Prompt: The listing below holds a line with "(VerdictStatus::Mismatch, true) =>" and a line with "use std::path::PathBuf;". Reproduce those two lines exactly, plus everything between them.
[Entries shown Boundary: Start]
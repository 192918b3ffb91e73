//! Game Boy header classification
//!
//! Only the CGB flag at 0x143 is read. 0x00 marks an original Game Boy
//! cartridge, 0x80 (CGB enhanced) and 0xC0 (CGB only) mark Game Boy Color.

use std::fs::File;
use std::io::{Read, Seek, SeekFrom};
use std::path::Path;

use crate::logging::{log, LogCategory, LogLevel};

/// Offset of the CGB flag in the cartridge header
pub const CGB_FLAG_OFFSET: u64 = 0x143;

/// File extensions handled by the checker, lowercase without the dot
pub const ROM_EXTENSIONS: [&str; 2] = ["gb", "gbc"];

/// Hardware declared by a ROM header
#[derive(Debug, Clone, Copy, PartialEq, Eq)]
#[allow(clippy::upper_case_acronyms)]
pub enum HeaderType {
    GB,
    GBC,
    Unknown,
}

impl HeaderType {
    pub fn from_cgb_flag(flag: u8) -> Self {
        match flag {
            0x00 => HeaderType::GB,
            0x80 | 0xC0 => HeaderType::GBC,
            _ => HeaderType::Unknown,
        }
    }

    /// Extension (with dot) a file of this type should carry
    pub fn expected_extension(self) -> Option<&'static str> {
        match self {
            HeaderType::GB => Some(".gb"),
            HeaderType::GBC => Some(".gbc"),
            HeaderType::Unknown => None,
        }
    }
}

/// Whether `name` ends in `.` plus one of `extensions`, ignoring case
pub fn has_extension(name: &str, extensions: &[&str]) -> bool {
    let lower = name.to_lowercase();
    extensions
        .iter()
        .any(|ext| lower.strip_suffix(ext).is_some_and(|s| s.ends_with('.')))
}

/// Whether `name` ends in .gb or .gbc, ignoring case
pub fn has_rom_extension(name: &str) -> bool {
    has_extension(name, &ROM_EXTENSIONS)
}

/// Read the CGB flag of the ROM at `path`.
///
/// A file that cannot be opened or is too short to hold the flag is
/// `Unknown`.
pub fn detect_header_type(path: &Path) -> HeaderType {
    match read_cgb_flag(path) {
        Ok(Some(flag)) => HeaderType::from_cgb_flag(flag),
        Ok(None) => {
            log(LogCategory::Verify, LogLevel::Debug, || {
                format!("{}: shorter than the cartridge header", path.display())
            });
            HeaderType::Unknown
        }
        Err(e) => {
            log(LogCategory::Verify, LogLevel::Warn, || {
                format!("{}: unreadable: {}", path.display(), e)
            });
            HeaderType::Unknown
        }
    }
}

fn read_cgb_flag(path: &Path) -> std::io::Result<Option<u8>> {
    let mut file = File::open(path)?;
    file.seek(SeekFrom::Start(CGB_FLAG_OFFSET))?;
    let mut buf = [0u8; 1];
    match file.read(&mut buf)? {
        0 => Ok(None),
        _ => Ok(Some(buf[0])),
    }
}

#[derive(Debug, Clone, Copy, PartialEq, Eq)]
pub enum VerdictStatus {
    Ok,
    Mismatch,
    Unknown,
}

impl VerdictStatus {
    pub fn symbol(self, ascii: bool) -> &'static str {
        match (self, ascii) {
            (VerdictStatus::Ok, false) => "✅",
            (VerdictStatus::Mismatch, false) => "❌",
            (VerdictStatus::Unknown, false) => "⚠",
            (VerdictStatus::Ok, true) => "OK",
            (VerdictStatus::Mismatch, true) => "BAD",
            (VerdictStatus::Unknown, true) => "??",
        }
    }
}

/// Outcome of checking one collected ROM
#[derive(Debug, Clone, PartialEq, Eq)]
pub struct RomVerdict {
    pub display_name: String,
    pub status: VerdictStatus,
    /// Set only for `Mismatch`
    pub suggested_extension: Option<&'static str>,
}

/// Compare the declared hardware of `path` with its extension.
pub fn check_rom(path: &Path, display_name: &str) -> RomVerdict {
    let header = detect_header_type(path);
    let Some(expected) = header.expected_extension() else {
        return RomVerdict {
            display_name: display_name.to_string(),
            status: VerdictStatus::Unknown,
            suggested_extension: None,
        };
    };

    let current = path
        .extension()
        .map(|e| format!(".{}", e.to_string_lossy().to_lowercase()))
        .unwrap_or_default();

    let (status, suggested_extension) = if current == expected {
        (VerdictStatus::Ok, None)
    } else {
        (VerdictStatus::Mismatch, Some(expected))
    };

    log(LogCategory::Verify, LogLevel::Trace, || {
        format!("{}: {:?} header, {:?}", path.display(), header, status)
    });

    RomVerdict {
        display_name: display_name.to_string(),
        status,
        suggested_extension,
    }
}

#[cfg(test)]
mod tests {
    use super::*;
    use std::fs;
    use std::path::PathBuf;

    fn write_rom(dir: &Path, name: &str, flag: u8) -> PathBuf {
        let mut data = vec![0u8; 0x150];
        data[CGB_FLAG_OFFSET as usize] = flag;
        let path = dir.join(name);
        fs::write(&path, data).unwrap();
        path
    }

    #[test]
    fn test_cgb_flag_mapping() {
        assert_eq!(HeaderType::from_cgb_flag(0x00), HeaderType::GB);
        assert_eq!(HeaderType::from_cgb_flag(0x80), HeaderType::GBC);
        assert_eq!(HeaderType::from_cgb_flag(0xC0), HeaderType::GBC);
        assert_eq!(HeaderType::from_cgb_flag(0x55), HeaderType::Unknown);
        assert_eq!(HeaderType::from_cgb_flag(0x40), HeaderType::Unknown);
    }

    #[test]
    fn test_has_rom_extension() {
        assert!(has_rom_extension("Tetris.gb"));
        assert!(has_rom_extension("ZELDA.GBC"));
        assert!(has_rom_extension("a.Gb"));
        assert!(!has_rom_extension("readme.txt"));
        assert!(!has_rom_extension("gb"));
        assert!(!has_rom_extension("rom.agb"));
        assert!(!has_rom_extension("game.gba"));
    }

    #[test]
    fn test_gb_header_with_gb_extension_is_ok() {
        let dir = tempfile::tempdir().unwrap();
        let path = write_rom(dir.path(), "tetris.gb", 0x00);
        let verdict = check_rom(&path, "tetris.gb");
        assert_eq!(verdict.status, VerdictStatus::Ok);
        assert_eq!(verdict.suggested_extension, None);
        assert_eq!(verdict.display_name, "tetris.gb");
    }

    #[test]
    fn test_cgb_only_header_with_gb_extension_is_mismatch() {
        let dir = tempfile::tempdir().unwrap();
        let path = write_rom(dir.path(), "crystal.gb", 0xC0);
        let verdict = check_rom(&path, "crystal.gb");
        assert_eq!(verdict.status, VerdictStatus::Mismatch);
        assert_eq!(verdict.suggested_extension, Some(".gbc"));
    }

    #[test]
    fn test_gb_header_with_gbc_extension_is_mismatch() {
        let dir = tempfile::tempdir().unwrap();
        let path = write_rom(dir.path(), "red.gbc", 0x00);
        let verdict = check_rom(&path, "red.gbc");
        assert_eq!(verdict.status, VerdictStatus::Mismatch);
        assert_eq!(verdict.suggested_extension, Some(".gb"));
    }

    #[test]
    fn test_extension_compare_ignores_case() {
        let dir = tempfile::tempdir().unwrap();
        let path = write_rom(dir.path(), "GOLD.GBC", 0x80);
        assert_eq!(check_rom(&path, "GOLD.GBC").status, VerdictStatus::Ok);
    }

    #[test]
    fn test_unknown_flag_is_unknown_regardless_of_extension() {
        let dir = tempfile::tempdir().unwrap();
        for name in ["x.gb", "x.gbc"] {
            let path = write_rom(dir.path(), name, 0x55);
            let verdict = check_rom(&path, name);
            assert_eq!(verdict.status, VerdictStatus::Unknown);
            assert_eq!(verdict.suggested_extension, None);
        }
    }

    #[test]
    fn test_short_or_missing_file_is_unknown() {
        let dir = tempfile::tempdir().unwrap();
        let short = dir.path().join("short.gb");
        fs::write(&short, [0u8; 0x143]).unwrap();
        assert_eq!(detect_header_type(&short), HeaderType::Unknown);
        assert_eq!(
            detect_header_type(&dir.path().join("missing.gb")),
            HeaderType::Unknown
        );
    }

    #[test]
    fn test_status_symbols() {
        assert_eq!(VerdictStatus::Ok.symbol(true), "OK");
        assert_eq!(VerdictStatus::Mismatch.symbol(true), "BAD");
        assert_eq!(VerdictStatus::Unknown.symbol(false), "⚠");
    }
}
[Entries shown Boundary: End]
Output below:
            (VerdictStatus::Mismatch, true) => "BAD",
            (VerdictStatus::Unknown, true) => "??",
        }
    }
}

/// Outcome of checking one collected ROM
#[derive(Debug, Clone, PartialEq, Eq)]
pub struct RomVerdict {
    pub display_name: String,
    pub status: VerdictStatus,
    /// Set only for `Mismatch`
    pub suggested_extension: Option<&'static str>,
}

/// Compare the declared hardware of `path` with its extension.
pub fn check_rom(path: &Path, display_name: &str) -> RomVerdict {
    let header = detect_header_type(path);
    let Some(expected) = header.expected_extension() else {
        return RomVerdict {
            display_name: display_name.to_string(),
            status: VerdictStatus::Unknown,
            suggested_extension: None,
        };
    };

    let current = path
        .extension()
        .map(|e| format!(".{}", e.to_string_lossy().to_lowercase()))
        .unwrap_or_default();

    let (status, suggested_extension) = if current == expected {
        (VerdictStatus::Ok, None)
    } else {
        (VerdictStatus::Mismatch, Some(expected))
    };

    log(LogCategory::Verify, LogLevel::Trace, || {
        format!("{}: {:?} header, {:?}", path.display(), header, status)
    });

    RomVerdict {
        display_name: display_name.to_string(),
        status,
        suggested_extension,
    }
}

#[cfg(test)]
mod tests {
    use super::*;
    use std::fs;
    use std::path::PathBuf;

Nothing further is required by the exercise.